Before we dive into a comprehensive explanation about the nature of the CFC, we will list the entities affected by the new reform provisions:

  • American citizens (even if they do not reside in the United States).
  • People in possession of a green card (even if they do not currently live in the United States).
  • American companies (of any type).
  • Israelis who own Exchange Traded Funds (ETF) in the United States.

What is a Controlled Foreign Corporation?

A Controlled Foreign Corporation is a company incorporated by the law of a country other than the United States that is actually under American control.

According to the definition of the law, a foreign controlled company is a company incorporated under foreign law and whose 50% shares are held by American shareholders (whether individuals or companies), each of whom holds at least 10% of the shares. This means that if the parent company is a foreign controlled company, and it holds 100% control over subsidiaries, the subsidiaries are also foreign controlled companies.

In the illustration before you, American shareholders each hold shares at a rate that exceeds 10%, and together hold 60%. Hence, the Israeli company and all its subsidiaries (over which it has full control) are controlled foreign companies (the orange companies in the chart).

Furthermore,  the reform expanded the definition mentioned above, and so, even if American shareholders each held only 10%, which does not add up above 50%, if one of the subsidiaries were American, the Israeli company and the other subsidiaries would be considered controlled foreign companies as well.

 

What is the reasoning that led to imposing the new tax?

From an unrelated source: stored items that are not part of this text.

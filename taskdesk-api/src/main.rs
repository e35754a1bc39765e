//! # TaskDesk API Server
//!
//! The HTTP entry point for TaskDesk: account and task endpoints over the
//! shared domain layer, with policy-driven access control and
//! caller-dependent projections.
//!
//! ## Usage
//!
//! ```bash
//! cargo run -p taskdesk-api
//! ```

use tracing_subscriber::{layer::SubscriberExt, util::SubscriberInitExt};

use taskdesk_api::app::{build_router, AppState};
use taskdesk_api::config::Config;
use taskdesk_shared::db::{migrations, pool};

#[tokio::main]
async fn main() -> anyhow::Result<()> {
    // Initialize tracing
    tracing_subscriber::registry()
        .with(
            tracing_subscriber::EnvFilter::try_from_default_env()
                .unwrap_or_else(|_| "taskdesk_api=info,taskdesk_shared=info,tower_http=info".into()),
        )
        .with(tracing_subscriber::fmt::layer())
        .init();

    tracing::info!(
        "TaskDesk API Server v{} starting...",
        env!("CARGO_PKG_VERSION")
    );

    let config = Config::from_env()?;

    let db = pool::create_pool(config.pool_config()).await?;
    migrations::run_migrations(&db).await?;

    let bind_address = config.bind_address();
    let state = AppState::new(db, config);
    let app = build_router(state);

    let listener = tokio::net::TcpListener::bind(&bind_address).await?;
    tracing::info!("Server listening on http://{}", bind_address);

    axum::serve(listener, app).await?;

    Ok(())
}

A regime that does not enforce tax rules on controlled foreign companies effectively allows the deferral of U.S. taxation on the profits of foreign companies until the time of dividend distribution, and in fact bypasses the taxation mechanism. The new CFC rules, which were established under the tax reform, are designed to limit the artificial tax deferral through the use of controlled foreign companies.

In other words, the new tax is intended to ensure the payment of tax to the U.S. Tax Authority for profits generated by American entities through control of foreign companies, and which until now American entities refrained from transferring them to the United States and paying tax for them.

 

Taxation of Controlled foreign corporation (CFC)

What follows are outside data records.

#[tokio::test]
#[ignore = "requires a running PostgreSQL database"]
async fn test_non_admin_update_drops_protected_fields() {
    let ctx = TestContext::new().await.unwrap();
    let task_id = create_owned_task(&ctx).await;
    let uri = format!("/v1/tasks/{task_id}");

    // The owner smuggles owner/team_members into an ordinary update;
    // they are dropped, the title change lands
    let request = ctx.request(
        Method::PATCH,
        &uri,
        Some(&ctx.owner.token),
        Some(json!({
            "title": "Renamed by owner",
            "owner": ctx.outsider.profile_id,
            "team_members": [ctx.outsider.profile_id]
        })),
    );
    let response = ctx.app.clone().call(request).await.unwrap();
    assert_eq!(response.status(), StatusCode::OK);

    let body = read_json(response).await;
    assert_eq!(body["data"]["title"], "Renamed by owner");
    assert_eq!(body["data"]["owner"], ctx.owner.account.email);
    assert_eq!(body["data"]["team_members"], json!([]));

    ctx.cleanup().await.unwrap();
}

#[tokio::test]
#[ignore = "requires a running PostgreSQL database"]
async fn test_admin_update_may_reassign_owner() {
    let ctx = TestContext::new().await.unwrap();
    let task_id = create_owned_task(&ctx).await;
    let uri = format!("/v1/tasks/{task_id}");

    let request = ctx.request(
        Method::PATCH,
        &uri,
        Some(&ctx.admin.token),
        Some(json!({ "owner": ctx.outsider.profile_id })),
    );
    let response = ctx.app.clone().call(request).await.unwrap();
    assert_eq!(response.status(), StatusCode::OK);

    let body = read_json(response).await;
    assert_eq!(body["data"]["owner"], ctx.outsider.account.email);

    ctx.cleanup().await.unwrap();
}
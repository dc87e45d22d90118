//! Prompt construction and completion backend for chatrelay.
//!
//! The pipeline for one inbound message is:
//! [`normalize`] the raw text → [`prompt::PromptBuilder::build_turns`] →
//! [`runtime::AgentRuntime::complete`] → [`prompt::PromptBuilder::remember`]
//! → [`reply`] formatting.

pub mod normalize;
pub mod openai;
pub mod prompt;
pub mod provider;
pub mod reply;
pub mod runtime;

pub use normalize::normalize;
pub use prompt::PromptBuilder;
pub use provider::{LlmProvider, ProviderError};
pub use runtime::AgentRuntime;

The taxation of CFC companies has two components or in fact two separate liabilities: a one-time tax on surplus profits and an annual tax on income from intangible assets.   The following segments will breakdown the new liabilities:

 

A one-time tax on Controlled foreign corporation surpluses profits

The liability applies to surplus profits that have not yet been distributed in any foreign company defined as CFC (a foreign company that is actually under American control, as detailed above), or alternatively a foreign company whose 50% of its shareholders are American entities.

This is a one-time tax liability, a kind of forced dividend distribution, which can be paid during the eight years following the reform, that is 2026.

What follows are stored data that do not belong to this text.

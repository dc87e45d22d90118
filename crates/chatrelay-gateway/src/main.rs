use std::net::SocketAddr;
use std::sync::Arc;

use clap::Parser;
use tracing::{info, warn};

use chatrelay_agent::openai::OpenAiProvider;
use chatrelay_agent::provider::{LlmProvider, NullProvider};
use chatrelay_agent::AgentRuntime;
use chatrelay_channels::Transport;
use chatrelay_core::config::RelayConfig;
use chatrelay_dispatch::{DispatchContext, Dispatcher};
use chatrelay_sessions::{SessionStore, SessionSweeper};

mod app;
mod cli;
mod http;
mod outbound;

#[tokio::main]
async fn main() -> anyhow::Result<()> {
    tracing_subscriber::fmt()
        .with_env_filter(
            tracing_subscriber::EnvFilter::try_from_default_env().unwrap_or_else(|_| {
                "chatrelay_gateway=info,chatrelay_dispatch=info,chatrelay_agent=info,\
                 chatrelay_sessions=info,tower_http=debug"
                    .into()
            }),
        )
        .init();

    let cli = cli::Cli::parse();

    // A broken config is the only fatal startup error.
    let config = RelayConfig::load_with(cli.conf.as_deref(), cli.overrides())?;
    info!(
        model = %config.model,
        max_tokens = config.max_tokens,
        session_timeout_secs = config.session_timeout_secs,
        ignores = config.ignores.len(),
        auto_pass = config.auto_pass,
        "configuration loaded"
    );

    let provider = build_provider(&config)?;
    let agent = AgentRuntime::from_config(provider, &config);

    let sessions = Arc::new(SessionStore::new(config.session_timeout()));
    let transport: Arc<dyn Transport> = Arc::new(outbound::HttpTransport::new(&config.bridge)?);
    info!(
        transport = transport.name(),
        callback = config.bridge.callback_url.as_deref().unwrap_or("<unset>"),
        auth = config.bridge.token.is_some(),
        "bridge configured"
    );

    let addr: SocketAddr = format!("{}:{}", config.bridge.bind, config.bridge.port).parse()?;
    let sweep_interval = config.sweep_interval();

    let ctx = DispatchContext::new(agent, Arc::clone(&sessions), config, transport);
    let dispatcher = Arc::new(Dispatcher::new(Arc::new(ctx)));
    let state = Arc::new(app::AppState::new(dispatcher));
    let router = app::build_router(state);

    // spawn session sweeper in background
    let (shutdown_tx, shutdown_rx) = tokio::sync::watch::channel(false);
    let sweeper = SessionSweeper::new(Arc::clone(&sessions), sweep_interval);
    let sweeper_task = tokio::spawn(sweeper.run(shutdown_rx));

    info!("chatrelay listening on {}", addr);
    let listener = tokio::net::TcpListener::bind(addr).await?;
    axum::serve(listener, router)
        .with_graceful_shutdown(shutdown_signal())
        .await?;

    // signal sweeper to stop
    let _ = shutdown_tx.send(true);
    if let Err(e) = sweeper_task.await {
        warn!(error = %e, "session sweeper task failed");
    }
    info!(sessions = sessions.len(), "chatrelay stopped");
    Ok(())
}

/// Build the completion provider from config.
///
/// Without an API key every question is answered with a configuration
/// error instead of refusing to start.
fn build_provider(config: &RelayConfig) -> anyhow::Result<Box<dyn LlmProvider>> {
    let Some(api_key) = config.api_key.clone().filter(|k| !k.is_empty()) else {
        warn!("No api_key configured, every reply will be a configuration error");
        return Ok(Box::new(NullProvider));
    };

    let base_url = Some(config.base_url.clone());
    let provider = match config.proxy.as_deref().filter(|p| !p.is_empty()) {
        Some(proxy) => {
            info!(base_url = %config.base_url, proxy, "LLM provider: OpenAI via proxy");
            OpenAiProvider::with_proxy(api_key, base_url, proxy)?
        }
        None => {
            info!(base_url = %config.base_url, "LLM provider: OpenAI");
            OpenAiProvider::new(api_key, base_url)
        }
    };
    Ok(Box::new(provider))
}

/// Resolve when Ctrl+C (or SIGTERM on unix) arrives.
async fn shutdown_signal() {
    let ctrl_c = async {
        if let Err(e) = tokio::signal::ctrl_c().await {
            warn!(error = %e, "failed to install Ctrl+C handler");
            std::future::pending::<()>().await;
        }
    };

    #[cfg(unix)]
    let terminate = async {
        match tokio::signal::unix::signal(tokio::signal::unix::SignalKind::terminate()) {
            Ok(mut sig) => {
                sig.recv().await;
            }
            Err(e) => {
                warn!(error = %e, "failed to install SIGTERM handler");
                std::future::pending::<()>().await;
            }
        }
    };

    #[cfg(not(unix))]
    let terminate = std::future::pending::<()>();

    tokio::select! {
        _ = ctrl_c => {},
        _ = terminate => {},
    }
    info!("shutdown signal received");
}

The tax rate on surplus profits is 15.5% for cash and cash equivalents, and 8% for other profits of the foreign company.

 

GILTI (Global Intangible Low Taxed Income)

An annual tax applicable to the income of a foreign controlled company. The tax actually expands the category of taxable income in all of these controlled foreign companies (including income derived from intellectual property, income that has not yet been taxed). Tax rates will be determined as follows:

 

When the shareholder is a company

The tax will be calculated from the income of the foreign company, deducting expenses and 10% of the value of the company’s fixed assets. The effective tax rate will be 10.5 percent by 2026, after which it will be 13.125 percent. The company will be entitled to a tax credit at a rate of up to 80 percent of the tax paid by the foreign company in the country of origin.

 

When the shareholder is an individual

The tax rate will be the marginal tax rate that applies to him or her in accordance with his or her income – between 10-37%. The individual has a choice to tax GILTI revenues as a company (as described above).

 

The upside of the reform: Tax exemption for dividends from a foreign company for American companies

As noted, the purpose of the reform is to prevent the accumulation of profits while deferring tax. Therefore, the reform included a benefit designed to encourage dividend distribution from foreign companies. Thus, the reform established a full exemption for American companies from paying tax on dividends distributed to them from foreign companies.

 

Closing words

Do you hold dual citizenship and own an Israeli company? Do you invest in American exchanged traded funds? Do you own an American company that controls other Israeli or foreign companies?

The MasAmerica team is familiar with the new tax provisions and will be happy to advise you on solutions that will minimize your tax liabilities.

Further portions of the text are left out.